- [ABOUT THIS EXERCISE]: The answer must be a bare number: the count of lines below that contain "measured".

- [Stored data entries]:
[Start of section]
//! A bounded 64-bit floating point argument.

use crate::arguments::{ArgumentParseError, ArgumentType};
use crate::context::CommandContext;
use crate::errors::{BuiltInError, CommandSyntaxError};
use crate::reader::StringReader;
use crate::suggestion::{Suggestions, SuggestionsBuilder};

/// Parses an `f64`, optionally bounded.
#[derive(Debug, Clone, Copy)]
pub struct DoubleArgumentType {
    min: f64,
    max: f64,
}

impl DoubleArgumentType {
    /// An unbounded double argument.
    #[must_use]
    pub const fn new() -> Self {
        Self {
            min: f64::MIN,
            max: f64::MAX,
        }
    }

    /// A double argument bounded to `[min, max]`.
    #[must_use]
    pub const fn bounded(min: f64, max: f64) -> Self {
        Self { min, max }
    }
}

impl Default for DoubleArgumentType {
    fn default() -> Self {
        Self::new()
    }
}

impl<S> ArgumentType<S> for DoubleArgumentType {
    type Output = f64;

    fn parse(&self, reader: &mut StringReader, _source: &S) -> Result<f64, ArgumentParseError> {
        let start = reader.cursor();
        let value = reader.read_double()?;
        if value < self.min {
            reader.set_cursor(start);
            return Err(CommandSyntaxError::with_context(
                BuiltInError::DoubleTooLow {
                    found: value,
                    minimum: self.min,
                },
                reader,
            )
            .into());
        }
        if value > self.max {
            reader.set_cursor(start);
            return Err(CommandSyntaxError::with_context(
                BuiltInError::DoubleTooHigh {
                    found: value,
                    maximum: self.max,
                },
                reader,
            )
            .into());
        }
        Ok(value)
    }

    fn examples(&self) -> Vec<String> {
        vec!["0".to_owned(), "1.2".to_owned(), "-1.2".to_owned()]
    }

    fn list_suggestions(
        &self,
        _context: &CommandContext<S>,
        builder: &mut SuggestionsBuilder,
    ) -> Suggestions {
        builder.build()
    }
}

#[cfg(test)]
mod tests {
    use super::DoubleArgumentType;
    use crate::arguments::ArgumentType;
    use crate::reader::StringReader;

    #[test]
    fn bounds_are_enforced() {
        let arg = DoubleArgumentType::bounded(0.0, 1.0);
        let mut reader = StringReader::new("-0.1");
        assert!(ArgumentType::<()>::parse(&arg, &mut reader, &()).is_err());
    }
}
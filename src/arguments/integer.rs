//! A bounded 32-bit signed integer argument.

use crate::arguments::{ArgumentParseError, ArgumentType};
use crate::context::CommandContext;
use crate::errors::{BuiltInError, CommandSyntaxError};
use crate::reader::StringReader;
use crate::suggestion::{Suggestions, SuggestionsBuilder};

/// Parses an `i32`, optionally bounded.
///
/// ```
/// # use command_dispatch::arguments::integer::IntegerArgumentType;
/// let bounded = IntegerArgumentType::bounded(0, 100);
/// ```
#[derive(Debug, Clone, Copy)]
pub struct IntegerArgumentType {
    min: i32,
    max: i32,
}

impl IntegerArgumentType {
    /// An unbounded integer argument.
    #[must_use]
    pub const fn new() -> Self {
        Self {
            min: i32::MIN,
            max: i32::MAX,
        }
    }

    /// An integer argument bounded to `[min, max]`.
    #[must_use]
    pub const fn bounded(min: i32, max: i32) -> Self {
        Self { min, max }
    }
}

impl Default for IntegerArgumentType {
    fn default() -> Self {
        Self::new()
    }
}

impl<S> ArgumentType<S> for IntegerArgumentType {
    type Output = i32;

    fn parse(&self, reader: &mut StringReader, _source: &S) -> Result<i32, ArgumentParseError> {
        let start = reader.cursor();
        let value = reader.read_int()?;
        if value < self.min {
            reader.set_cursor(start);
            return Err(CommandSyntaxError::with_context(
                BuiltInError::IntegerTooLow {
                    found: i64::from(value),
                    minimum: i64::from(self.min),
                },
                reader,
            )
            .into());
        }
        if value > self.max {
            reader.set_cursor(start);
            return Err(CommandSyntaxError::with_context(
                BuiltInError::IntegerTooHigh {
                    found: i64::from(value),
                    maximum: i64::from(self.max),
                },
                reader,
            )
            .into());
        }
        Ok(value)
    }

    fn examples(&self) -> Vec<String> {
        vec!["0".to_owned(), "1".to_owned(), "-1".to_owned()]
    }

    fn list_suggestions(
        &self,
        _context: &CommandContext<S>,
        builder: &mut SuggestionsBuilder,
    ) -> Suggestions {
        builder.build()
    }
}

#[cfg(test)]
mod tests {
    use super::IntegerArgumentType;
    use crate::arguments::{ArgumentParseError, ArgumentType};
    use crate::errors::BuiltInError;
    use crate::reader::StringReader;

    #[test]
    fn bounds_are_enforced() {
        let arg = IntegerArgumentType::bounded(0, 100);
        let mut reader = StringReader::new("200");
        let ArgumentParseError::Syntax(err) = ArgumentType::<()>::parse(&arg, &mut reader, &()).unwrap_err()
        else {
            unreachable!("bounds checks only raise syntax errors")
        };
        assert!(matches!(err.kind, BuiltInError::IntegerTooHigh { .. }));

        let mut reader = StringReader::new("-5");
        let ArgumentParseError::Syntax(err) = ArgumentType::<()>::parse(&arg, &mut reader, &()).unwrap_err()
        else {
            unreachable!("bounds checks only raise syntax errors")
        };
        assert!(matches!(err.kind, BuiltInError::IntegerTooLow { .. }));

        let mut reader = StringReader::new("5");
        assert_eq!(ArgumentType::<()>::parse(&arg, &mut reader, &()).unwrap(), 5);
    }
}
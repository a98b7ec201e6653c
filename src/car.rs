/// A car being quoted.
///
/// Age is derived once from the manufacturing year and the reference year
/// supplied by the caller. It is not clamped: a model year after the
/// reference year yields a negative age.
#[derive(Debug, Clone, PartialEq)]
pub struct Car {
    brand: String,
    model: String,
    year: i32,
    value: f64,
    age: i32,
}

impl Car {
    /// # Arguments
    ///
    /// * `brand` - Manufacturer name, e.g. "Toyota".
    /// * `model` - Model name, e.g. "Corolla".
    /// * `year` - Manufacturing year.
    /// * `value` - Current market value in dollars.
    /// * `reference_year` - Calendar year the age is measured against.
    pub fn new(
        brand: impl Into<String>,
        model: impl Into<String>,
        year: i32,
        value: f64,
        reference_year: i32,
    ) -> Self {
        Self {
            brand: brand.into(),
            model: model.into(),
            year,
            value,
            age: reference_year - year,
        }
    }

    pub fn brand(&self) -> &str {
        &self.brand
    }

    pub fn model(&self) -> &str {
        &self.model
    }

    pub fn year(&self) -> i32 {
        self.year
    }

    pub fn value(&self) -> f64 {
        self.value
    }

    pub fn age(&self) -> i32 {
        self.age
    }
}
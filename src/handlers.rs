use crate::config::Config;
use crate::errors::AppError;
use crate::models::{HealthResponse, PremiumQuote, QuoteRequest};
use crate::services::PremiumService;
use axum::{extract::rejection::JsonRejection, extract::State, http::StatusCode, Json};
use chrono::Datelike;
use serde_json::Value;
use std::sync::Arc;
use validator::{Validate, ValidationError, ValidationErrors};

/// Shared application state injected into handlers.
#[derive(Clone)]
pub struct AppState {
    /// Application configuration, read-only after startup.
    pub config: Config,
}

impl AppState {
    pub fn new(config: Config) -> Self {
        Self { config }
    }

    /// Year car age is measured against: the pinned year if configured,
    /// otherwise the current UTC year.
    pub fn reference_year(&self) -> i32 {
        self.config
            .reference_year
            .unwrap_or_else(|| chrono::Utc::now().year())
    }
}

/// Health check endpoint.
///
/// Returns the service status, name and version.
#[utoipa::path(
    get,
    path = "/health",
    responses((status = 200, description = "Service is up", body = HealthResponse))
)]
pub async fn health() -> (StatusCode, Json<HealthResponse>) {
    (
        StatusCode::OK,
        Json(HealthResponse {
            status: "healthy".to_string(),
            service: env!("CARGO_PKG_NAME").to_string(),
            version: env!("CARGO_PKG_VERSION").to_string(),
        }),
    )
}

/// POST /calculate-premium
///
/// Validates the car and policy parameters, fills in configured defaults for
/// the deductible percentage and broker fee, and returns the computed quote.
///
/// # Returns
///
/// * `Result<Json<PremiumQuote>, AppError>` - The quote, or a 400/413/422 with diagnostics.
#[utoipa::path(
    post,
    path = "/calculate-premium",
    request_body = QuoteRequest,
    responses(
        (status = 200, description = "Premium calculated", body = PremiumQuote),
        (status = 400, description = "Malformed request body"),
        (status = 413, description = "Request body too large"),
        (status = 422, description = "Missing, mistyped or out-of-range fields, or a quote that overflows")
    )
)]
pub async fn calculate_premium(
    State(state): State<Arc<AppState>>,
    payload: Result<Json<Value>, JsonRejection>,
) -> Result<Json<PremiumQuote>, AppError> {
    let Json(body) = payload?;
    let request = QuoteRequest::from_json(body)?;
    request.validate()?;

    let rates = state.config.rates;
    let deductible_percentage = request
        .deductible_percentage
        .unwrap_or(rates.deductible_percentage_default);
    let broker_fee = request.broker_fee.unwrap_or(rates.broker_fee_default);

    tracing::info!(
        "POST /calculate-premium - {} {} ({}), value: {}, deductible: {}, fee: {}",
        request.brand,
        request.model,
        request.year,
        request.value,
        deductible_percentage,
        broker_fee
    );

    let service = PremiumService::new(rates, state.reference_year());
    let quote = service.calculate_premium(
        &request.brand,
        &request.model,
        request.year,
        request.value,
        deductible_percentage,
        broker_fee,
    );

    if !quote.is_finite() {
        tracing::warn!("Quote overflowed for value {}", request.value);
        let mut errors = ValidationErrors::new();
        let mut error = ValidationError::new("range");
        error.message = Some("value is too large to produce a finite quote".into());
        errors.add("value", error);
        return Err(AppError::Validation(errors));
    }

    tracing::info!(
        "Quote computed: rate {}, premium {}, limit {}",
        quote.applied_rate,
        quote.calculated_premium,
        quote.policy_limit
    );

    Ok(Json(quote))
}
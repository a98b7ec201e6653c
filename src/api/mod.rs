//! HTTP surface: route table and OpenAPI document.

use crate::handlers::{self, AppState};
use crate::models::{CarDetails, HealthResponse, PremiumQuote, QuoteRequest};
use axum::{
    routing::{get, post},
    Router,
};
use std::sync::Arc;
use tower::ServiceBuilder;
use tower_governor::{
    governor::GovernorConfigBuilder, key_extractor::SmartIpKeyExtractor, GovernorLayer,
};
use tower_http::{cors::CorsLayer, limit::RequestBodyLimitLayer, trace::TraceLayer};
use utoipa::OpenApi;
use utoipa_swagger_ui::SwaggerUi;

/// Largest accepted request body. Quote requests are a handful of fields.
pub const MAX_BODY_BYTES: usize = 64 * 1024;

/// One quota element is replenished every 100ms, i.e. 10 requests/second per IP.
pub const RATE_LIMIT_REPLENISH_MS: u64 = 100;
/// Requests an IP may make back to back before being throttled.
pub const RATE_LIMIT_BURST: u32 = 20;

#[derive(OpenApi)]
#[openapi(
    info(
        title = "Car Insurance Premium Simulator",
        description = "Computes an automobile insurance premium quote from car and policy attributes."
    ),
    paths(handlers::calculate_premium, handlers::health),
    components(schemas(QuoteRequest, PremiumQuote, CarDetails, HealthResponse))
)]
pub struct ApiDoc;

/// Quote and documentation routes, without state or outer layers.
///
/// [`rate_limited_routes`] adds rate limiting on top of these; `/health` is kept
/// out so it bypasses the limiter.
pub fn premium_routes() -> Router<Arc<AppState>> {
    Router::new()
        .merge(SwaggerUi::new("/docs").url("/api-docs/openapi.json", ApiDoc::openapi()))
        .route("/calculate-premium", post(handlers::calculate_premium))
        .layer(ServiceBuilder::new().layer(RequestBodyLimitLayer::new(MAX_BODY_BYTES)))
}

/// Quote routes behind a per-IP rate limiter (10 req/s, burst of 20).
///
/// The client IP comes from `X-Forwarded-For`/`X-Real-IP`/`Forwarded`, falling
/// back to the peer address, which requires serving with connect info.
pub fn rate_limited_routes() -> anyhow::Result<Router<Arc<AppState>>> {
    let governor_conf = Arc::new(
        GovernorConfigBuilder::default()
            .per_millisecond(RATE_LIMIT_REPLENISH_MS)
            .burst_size(RATE_LIMIT_BURST)
            .key_extractor(SmartIpKeyExtractor)
            .finish()
            .ok_or_else(|| anyhow::anyhow!("Invalid rate limiter configuration"))?,
    );

    Ok(premium_routes().layer(ServiceBuilder::new().layer(GovernorLayer {
        config: governor_conf,
    })))
}

/// Wraps the given quote routes with `/health`, state, tracing and CORS.
pub fn build_app(routes: Router<Arc<AppState>>, state: Arc<AppState>) -> Router {
    Router::new()
        .route("/health", get(handlers::health))
        .merge(routes)
        .with_state(state)
        .layer(TraceLayer::new_for_http())
        .layer(CorsLayer::permissive())
}

/// Full application router without rate limiting.
pub fn create_router(state: Arc<AppState>) -> Router {
    build_app(premium_routes(), state)
}
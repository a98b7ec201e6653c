// Domain-layer modules: the car entity, the premium pipeline and its orchestration
pub mod car {
    pub use crate::car::*;
}

pub mod calculator {
    pub use crate::calculator::*;
}

pub mod services {
    pub use crate::services::*;
}
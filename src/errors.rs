use axum::{
    extract::rejection::JsonRejection,
    http::StatusCode,
    response::{IntoResponse, Response},
    Json,
};
use serde_json::json;
use std::collections::BTreeMap;
use std::fmt;
use validator::ValidationErrors;

/// Application-specific error types.
///
/// The premium pipeline itself cannot fail; these all come from the HTTP
/// boundary.
#[derive(Debug, Clone)]
pub enum AppError {
    /// Body could not be read as JSON (malformed syntax, wrong content type).
    BadRequest(String),
    /// Body exceeded the request size limit.
    PayloadTooLarge(String),
    /// Body parsed but one or more fields are missing, mistyped or out of range.
    Validation(ValidationErrors),
}

impl AppError {
    /// Collects field-level messages, keyed by field name.
    pub fn field_messages(errors: &ValidationErrors) -> BTreeMap<String, Vec<String>> {
        errors
            .field_errors()
            .into_iter()
            .map(|(field, errs)| {
                let messages = errs
                    .iter()
                    .map(|e| {
                        e.message
                            .as_ref()
                            .map(|m| m.to_string())
                            .unwrap_or_else(|| e.code.to_string())
                    })
                    .collect();
                (field.to_string(), messages)
            })
            .collect()
    }
}

impl fmt::Display for AppError {
    fn fmt(&self, f: &mut fmt::Formatter<'_>) -> fmt::Result {
        match self {
            AppError::BadRequest(msg) => write!(f, "Bad request: {}", msg),
            AppError::PayloadTooLarge(msg) => write!(f, "Payload too large: {}", msg),
            AppError::Validation(errors) => {
                let fields: Vec<String> = Self::field_messages(errors).into_keys().collect();
                write!(f, "Validation failed for: {}", fields.join(", "))
            }
        }
    }
}

impl IntoResponse for AppError {
    /// Maps each error variant to an HTTP status code and JSON body.
    fn into_response(self) -> Response {
        match self {
            AppError::BadRequest(msg) => {
                tracing::debug!("Rejected request body: {}", msg);
                (StatusCode::BAD_REQUEST, Json(json!({ "error": msg }))).into_response()
            }
            AppError::PayloadTooLarge(msg) => {
                tracing::warn!("Rejected oversized request body: {}", msg);
                (StatusCode::PAYLOAD_TOO_LARGE, Json(json!({ "error": msg }))).into_response()
            }
            AppError::Validation(errors) => {
                let fields = Self::field_messages(&errors);
                tracing::warn!("Validation failed: {:?}", fields);
                (
                    StatusCode::UNPROCESSABLE_ENTITY,
                    Json(json!({
                        "error": "Validation failed",
                        "fields": fields,
                    })),
                )
                    .into_response()
            }
        }
    }
}

impl From<ValidationErrors> for AppError {
    fn from(errors: ValidationErrors) -> Self {
        AppError::Validation(errors)
    }
}

impl From<JsonRejection> for AppError {
    /// Keeps 413 for bodies cut off by the size limit; every other rejection is a 400.
    fn from(rejection: JsonRejection) -> Self {
        if rejection.status() == StatusCode::PAYLOAD_TOO_LARGE {
            AppError::PayloadTooLarge(rejection.body_text())
        } else {
            AppError::BadRequest(rejection.body_text())
        }
    }
}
[End of section]
- [TASK ANSWER]: 2